Wake Forest joins White House initiative on women, girls of color

Wake Forest joins White House initiative on women, girls of color
November 19
00:00 2015

Special to The Chronicle

Wake Forest University is among a group of two dozen colleges, universities and public interest organizations that collectively announced $18 million in commitments to support and improve academic research about women and girls of color.    

The announcement on Friday, Nov. 13, came during a daylong summit on “Advancing Equity for Women and Girls of Color” co-hosted by White House Council on Women and Girls and the Anna Julia Cooper Center at Wake Forest University.

Wake Forest Provost Rogan Kersh introduced the “Collaborative to Advance Equity through Research” to publicly affirm the critical need for research about women and girls of color and commit resources of member institutions to pursuing and supporting this research.

The specific form of commitments varies according to the unique mission, structure, and resources of each member institution. Wake Forest’s commitment includes more than $1.4 million in ongoing support for the Anna Julia Cooper Center’s research focused on intersectional scholarship, established scholars and junior scholars whose work focuses on women and girls of color, and post-doctoral fellowships for scholars researching related questions related to gender, race and place. 

“Women of color will constitute more than half of all women in the United States by 2050, but they are infrequently the central subjects of scholarly inquiry,” said Kersh, a prominent social scientist who also serves as a professor of politics and international affairs. “This research deficit has meaningful consequences for the ways our institutions contribute to public discourse and policy making. As part of the collaborative, Wake Forest is proud to be among such a distinguished group of institutions that seeks to address this deficit.” 

By bringing together stakeholders from the academic, private, government and philanthropic sectors who are committed to increasing opportunity and empowerment for women and girls of color and their peers, the summit examined the existing landscape of research focused on women and girls of color, the gaps in knowledge or data that need to be addressed, and the kinds of work that can swiftly and substantively improve the ability to make informed policy choices.
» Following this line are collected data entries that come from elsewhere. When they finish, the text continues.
//! Gap tickets and publications written by the evidence gate.
//!
//! Both stores come in two flavours, like the verdict log: a bounded
//! in-memory ring and an append-only JSONL file that survives restarts.
//! A resolved ticket is appended again; on replay the last line for a
//! ticket id wins.

use std::collections::{HashMap, VecDeque};
use std::fs::OpenOptions;
use std::io::{BufRead, BufReader, Write};
use std::path::{Path, PathBuf};
use std::sync::{Mutex, RwLock};

use chrono::{DateTime, Utc};
use serde::de::DeserializeOwned;
use serde::{Deserialize, Serialize};
use tracing::warn;
use uuid::Uuid;

use crate::error::TribunalError;
use crate::types::Verdict;

const DEFAULT_MAX_ENTRIES: usize = 1000;

// ── Records ──────────────────────────────────────────────────────────

#[derive(Debug, Clone, Copy, PartialEq, Eq, Serialize, Deserialize)]
#[serde(rename_all = "lowercase")]
pub enum TicketPriority {
    High,
    Medium,
    Low,
}

#[derive(Debug, Clone, Copy, PartialEq, Eq, Serialize, Deserialize)]
#[serde(rename_all = "lowercase")]
pub enum TicketStatus {
    Open,
    Resolved,
}

#[derive(Debug, Clone, PartialEq, Serialize, Deserialize)]
pub struct GapTicket {
    pub ticket_id: Uuid,
    pub subject_id: String,
    pub missing_field: String,
    pub suggested_action: String,
    pub verdict_id: Uuid,
    pub verdict: Verdict,
    pub claim_id: String,
    pub priority: TicketPriority,
    pub status: TicketStatus,
    pub created_at: DateTime<Utc>,
}

#[derive(Debug, Clone, PartialEq, Serialize, Deserialize)]
pub struct PublishedEvidence {
    pub id: String,
    pub source_id: String,
    pub source_org: String,
}

/// A claim that cleared the gate, with the evidence it was cleared on.
#[derive(Debug, Clone, PartialEq, Serialize, Deserialize)]
pub struct Publication {
    pub claim_id: String,
    pub subject: String,
    pub verdict_id: Uuid,
    pub verdict: Verdict,
    pub evidence: Vec<PublishedEvidence>,
    pub published_at: DateTime<Utc>,
}

// ── Store traits ─────────────────────────────────────────────────────

pub trait TicketStore: Send + Sync {
    fn insert(&self, ticket: &GapTicket) -> Result<(), TribunalError>;

    /// Every retained ticket, oldest first.
    fn list(&self) -> Result<Vec<GapTicket>, TribunalError>;

    /// Mark a ticket resolved. Returns false for unknown ids.
    fn resolve(&self, ticket_id: Uuid) -> Result<bool, TribunalError>;

    fn open_tickets(&self) -> Result<Vec<GapTicket>, TribunalError> {
        Ok(self
            .list()?
            .into_iter()
            .filter(|t| t.status == TicketStatus::Open)
            .collect())
    }
}

pub trait PublicationStore: Send + Sync {
    fn record(&self, publication: &Publication) -> Result<(), TribunalError>;

    /// Every retained publication, oldest first.
    fn list(&self) -> Result<Vec<Publication>, TribunalError>;
}

fn poisoned(what: &str) -> TribunalError {
    TribunalError::Log(format!("{} lock poisoned", what))
}

// ── In-memory rings ──────────────────────────────────────────────────

/// Bounded FIFO store; the oldest entry is evicted once full.
pub struct MemoryRing<T> {
    entries: RwLock<VecDeque<T>>,
    max_entries: usize,
}

impl<T: Clone> MemoryRing<T> {
    pub fn new() -> Self {
        Self::with_max_entries(DEFAULT_MAX_ENTRIES)
    }

    pub fn with_max_entries(max: usize) -> Self {
        Self {
            entries: RwLock::new(VecDeque::new()),
            max_entries: max.max(1),
        }
    }

    fn push(&self, item: T) -> Result<(), TribunalError> {
        let mut guard = self.entries.write().map_err(|_| poisoned("ring"))?;
        guard.push_back(item);
        while guard.len() > self.max_entries {
            guard.pop_front();
        }
        Ok(())
    }

    fn snapshot(&self) -> Result<Vec<T>, TribunalError> {
        Ok(self.entries.read().map_err(|_| poisoned("ring"))?.iter().cloned().collect())
    }
}

impl<T: Clone> Default for MemoryRing<T> {
    fn default() -> Self {
        Self::new()
    }
}

pub type MemoryTicketStore = MemoryRing<GapTicket>;
pub type MemoryPublicationLog = MemoryRing<Publication>;

impl TicketStore for MemoryRing<GapTicket> {
    fn insert(&self, ticket: &GapTicket) -> Result<(), TribunalError> {
        self.push(ticket.clone())
    }

    fn list(&self) -> Result<Vec<GapTicket>, TribunalError> {
        self.snapshot()
    }

    fn resolve(&self, ticket_id: Uuid) -> Result<bool, TribunalError> {
        let mut guard = self.entries.write().map_err(|_| poisoned("ticket store"))?;
        match guard.iter_mut().find(|t| t.ticket_id == ticket_id) {
            Some(t) => {
                t.status = TicketStatus::Resolved;
                Ok(true)
            }
            None => Ok(false),
        }
    }
}

impl PublicationStore for MemoryRing<Publication> {
    fn record(&self, publication: &Publication) -> Result<(), TribunalError> {
        self.push(publication.clone())
    }

    fn list(&self) -> Result<Vec<Publication>, TribunalError> {
        self.snapshot()
    }
}

// ── JSONL files ──────────────────────────────────────────────────────

/// Append-only JSON-lines file with serialized writes.
pub(crate) struct JsonlFile {
    path: PathBuf,
    write_lock: Mutex<()>,
}

impl JsonlFile {
    pub(crate) fn open(path: impl Into<PathBuf>) -> Result<Self, TribunalError> {
        let path = path.into();
        if let Some(parent) = path.parent().filter(|p| !p.as_os_str().is_empty()) {
            std::fs::create_dir_all(parent)?;
        }
        Ok(Self {
            path,
            write_lock: Mutex::new(()),
        })
    }

    pub(crate) fn path(&self) -> &Path {
        &self.path
    }

    pub(crate) fn append<T: Serialize>(&self, record: &T) -> Result<(), TribunalError> {
        let mut line = serde_json::to_string(record)?;
        line.push('\n');
        let _guard = self.write_lock.lock().map_err(|_| poisoned("jsonl writer"))?;
        let mut file = OpenOptions::new().create(true).append(true).open(&self.path)?;
        file.write_all(line.as_bytes())?;
        Ok(())
    }

    /// Every readable record in file order. Unreadable lines are skipped.
    pub(crate) fn read_all<T: DeserializeOwned>(&self) -> Result<Vec<T>, TribunalError> {
        let file = match std::fs::File::open(&self.path) {
            Ok(f) => f,
            Err(e) if e.kind() == std::io::ErrorKind::NotFound => return Ok(Vec::new()),
            Err(e) => return Err(e.into()),
        };
        let mut records = Vec::new();
        for (n, line) in BufReader::new(file).lines().enumerate() {
            let line = line?;
            if line.trim().is_empty() {
                continue;
            }
            match serde_json::from_str::<T>(&line) {
                Ok(r) => records.push(r),
                Err(e) => warn!(path = %self.path.display(), line = n + 1, error = %e, "skipping unreadable record"),
            }
        }
        Ok(records)
    }
}

pub struct JsonlTicketStore {
    file: JsonlFile,
}

impl JsonlTicketStore {
    pub fn open(path: impl Into<PathBuf>) -> Result<Self, TribunalError> {
        Ok(Self {
            file: JsonlFile::open(path)?,
        })
    }

    pub fn path(&self) -> &Path {
        self.file.path()
    }
}

impl TicketStore for JsonlTicketStore {
    fn insert(&self, ticket: &GapTicket) -> Result<(), TribunalError> {
        self.file.append(ticket)
    }

    fn list(&self) -> Result<Vec<GapTicket>, TribunalError> {
        let mut order: Vec<Uuid> = Vec::new();
        let mut latest: HashMap<Uuid, GapTicket> = HashMap::new();
        for ticket in self.file.read_all::<GapTicket>()? {
            if !latest.contains_key(&ticket.ticket_id) {
                order.push(ticket.ticket_id);
            }
            latest.insert(ticket.ticket_id, ticket);
        }
        Ok(order.into_iter().filter_map(|id| latest.remove(&id)).collect())
    }

    fn resolve(&self, ticket_id: Uuid) -> Result<bool, TribunalError> {
        let Some(mut ticket) = self.list()?.into_iter().find(|t| t.ticket_id == ticket_id) else {
            return Ok(false);
        };
        if ticket.status != TicketStatus::Resolved {
            ticket.status = TicketStatus::Resolved;
            self.file.append(&ticket)?;
        }
        Ok(true)
    }
}

pub struct JsonlPublicationLog {
    file: JsonlFile,
}

impl JsonlPublicationLog {
    pub fn open(path: impl Into<PathBuf>) -> Result<Self, TribunalError> {
        Ok(Self {
            file: JsonlFile::open(path)?,
        })
    }

    pub fn path(&self) -> &Path {
        self.file.path()
    }
}

impl PublicationStore for JsonlPublicationLog {
    fn record(&self, publication: &Publication) -> Result<(), TribunalError> {
        self.file.append(publication)
    }

    fn list(&self) -> Result<Vec<Publication>, TribunalError> {
        self.file.read_all()
    }
}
More than 30 speakers and panelists participated, including:   

*Valerie Jarrett, Chair of the White House Council on Women and Girls and Senior Adviser and Assistant to the President for Intergovernmental Affairs and Public Engagement

*Loretta Lynch, U.S. Attorney General

*Tina Tchen, Executive Director of the White House Council on Women and Girls and Chief of Staff for the First Lady

*Cecilia Muñoz, Assistant to the President and Director of the White House Domestic Policy Council

*Teresa Younger, CEO of the Ms. Foundation

“I am extraordinarily proud that Wake Forest University has taken a leadership role convening this meaningful initiative. These commitments are consequential and I genuinely believe the work supported by the institutions of the collaborative will advance the cause of equity and justice for women and girls of color,” said Presidential Endowed Professor Melissa Harris-Perry, director of the Anna Julia Cooper Center. She also gave remarks and moderated a panel at the conference. “This is about fulfilling the core mission of our university to produce world class scholarship and first rate teaching that is in the service of humanity, Pro 41Humanitate.”